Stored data

- - - -

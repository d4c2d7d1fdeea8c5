use crate::model::{HousingArea, HousingItem, ReconSummary};

/// Count outcomes of a reconciliation pass over the active partition.
pub fn compute_summary(area: HousingArea, active: &[HousingItem], unused: &[HousingItem]) -> ReconSummary {
    let mut summary = ReconSummary {
        area: Some(area),
        unused: unused.len(),
        ..ReconSummary::default()
    };

    for item in active {
        if item.is_missing() {
            summary.missing += 1;
            continue;
        }
        summary.matched += 1;
        if !item.correct_location {
            summary.misplaced += 1;
        }
        if !item.correct_rotation {
            summary.misrotated += 1;
        }
        if !item.dye_match {
            summary.dye_mismatches += 1;
        }
    }

    summary
}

- - - -

• **DESCRIPTION OF THE TASK**
Your task is to find each line in the entries that contains the string "active" and copy it.

• **SOLUTION TO THE PROBLEM**
/// Count outcomes of a reconciliation pass over the active partition.
pub fn compute_summary(area: HousingArea, active: &[HousingItem], unused: &[HousingItem]) -> ReconSummary {
    for item in active {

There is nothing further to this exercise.